▶ _Exercise brief_
With nothing left out, give the data back exactly.

◇ ◇ ◇ ◇

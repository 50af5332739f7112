//! Pipeline - Entry points that drive render and commit.
//!
//! ```text
//! mount_root ─┐
//! Root::update ┼─ Instance::render ── reconcile ── CommitQueue::flush
//! setters ────┘
//! ```
//!
//! Every trigger renders and commits synchronously before returning.

pub mod mount;

pub use mount::{mount_root, Root};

◇ ◇ ◇ ◇

▶ _Written response_
repository 50af5332739f7112
//! Pipeline - Entry points that drive render and commit.
//!
//! ```text
//! mount_root ─┐
//! Root::update ┼─ Instance::render ── reconcile ── CommitQueue::flush
//! setters ────┘
//! ```
//!
//! Every trigger renders and commits synchronously before returning.

pub mod mount;

pub use mount::{mount_root, Root};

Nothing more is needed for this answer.